As aminas biogênicas mais envolvidas em casos ou surtos de intoxicação são a histamina e a tiramina.  Infelizmente há subnotificação de casos por desconhecimento dos acometidos, que não procuram atendimento médico ou serviços de emergência.  Os sintomas da intoxicação histamínica incluem hipotensão, rubor facial, eritema no pescoço e tórax, cefaleia, tontura, podendo ocorrer choque anafilático.  De acordo com a European Food Safety Authority (EFSA), os níveis sem efeitos adversos observados (no observed adverse effect level – NOAEL) para a histamina, por refeição, são até 50 mg de histamina para indivíduos normais e abaixo de níveis detectáveis para indivíduos sensíveis a histamina.  Os alimentos mais incriminados em intoxicação por histamina são os peixes das famílias Scombridae, Scombresocidae, e Clupeidae, (razão da denominação de intoxicação por escombrídeos), e produtos fermentados, incluindo queijos de longa maturação, queijo ralado, salame, vinho, cerveja.  Existe legislação específica para histamina em peixes da família Scombridae e similares no Brasil e no mundo, sendo o máximo permitido de 10 mg/100 g.  Com relação a tiramina, os sintomas da intoxicação incluem hipertensão, inflamação cutânea, enxaqueca e crise hipertensiva em indivíduos em tratamento com medicamentos inibidores de monoaminaoxidase (IMAO).  Estes medicamentos são muito usados por serem eficazes no tratamento da depressão, problema comum no mundo atual.  A isoniazida, usada no tratamento de tuberculose também é IMAO.  O EFSA também propôs um NOAEL para a tiramina por refeição com valores de até 600 mg para indivíduos normais; 50 mg e 6 mg para indivíduos em tratamento com IMAO de terceira geração e clássico, respectivamente.  Os alimentos mais associados à intoxicação por tiramina são os queijos maturados (daí a denominação de ‘cheese reaction’), queijo ralado, anchova, salame, vinho e cerveja.  Não existe legislação para tiramina em alimentos, entretanto algumas indústrias já estão informando no rótulo que o alimento é ‘livre de histamina ou tiramina’, permitindo, desta forma, um uso seguro do alimento por indivíduos sensíveis aos efeitos adversos destas aminas. 

A prevenção da formação e do acúmulo nocivo de aminas biogênicas em alimentos é necessária, visto que aminas são resistentes ao tratamento térmico, permanecendo no produto.  Estratégias para prevenir a formação das aminas biogênicas devem ser adotadas, incluindo: uso de condições higiênico-sanitárias adequadas e manutenção da temperatura o mais baixa possível em toda a cadeia – ‘farm to fork’; uso de matéria prima de excelente qualidade; seleção de cultivares/raças de alimentos adequados; uso de culturas iniciadoras que não possuem enzimas descarboxilase que atuam nos amino ácidos; controle das condições de fermentação; uso de ingredientes ou aditivos inibidores da formação de aminas; uso de processos alternativos para minimizar a formação (alta-pressão, irradiação etc); dentre outros.   

 

Referências bibliográficas

Gloria, M.B.A. 2006. Bioactive amines.

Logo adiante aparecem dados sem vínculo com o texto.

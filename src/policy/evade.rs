//! Threat evasion.
//!
//! Survival overrides economy: if the nearest enemy Knight is inside the
//! danger radius, the Queen runs straight away from it and nothing else is
//! considered this turn.

use tracing::debug;

use crate::board::Snapshot;
use crate::protocol::QueenCommand;

/// Returns a retreat order, or `None` to defer to the build policy.
///
/// The `MOVE` carries the raw vector from the threat to the Queen; the
/// referee clamps how far she actually travels.
pub fn decide(snapshot: &Snapshot, danger_radius: f64) -> Option<QueenCommand> {
    let knight = snapshot.nearest_enemy_knight()?;
    if knight.distance >= danger_radius {
        return None;
    }
    let away = snapshot.player.position.away_from(knight.position);
    debug!(
        distance = knight.distance,
        knight = ?knight.position,
        "evading enemy knight"
    );
    Some(QueenCommand::Move(away))
}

In: HUI, H.; NOLLET, L. L. (Ed.). Handbook of Food Science, Technology, and Engineering. New York: Marcel Dekker, v.4, p.1-38.

Kalač, P. 2014. Health effects and occurrence of dietary polyamines: a review for the period 2005 – mid 2013. Food Chemistry, 161, 27-39.

Moreira, G.M.M.; Custodio, F.B.; Gloria, M.B.A. 2015. Aminas biogênicas em queijos.  Informe agropecuário, 36, 284, 14-18.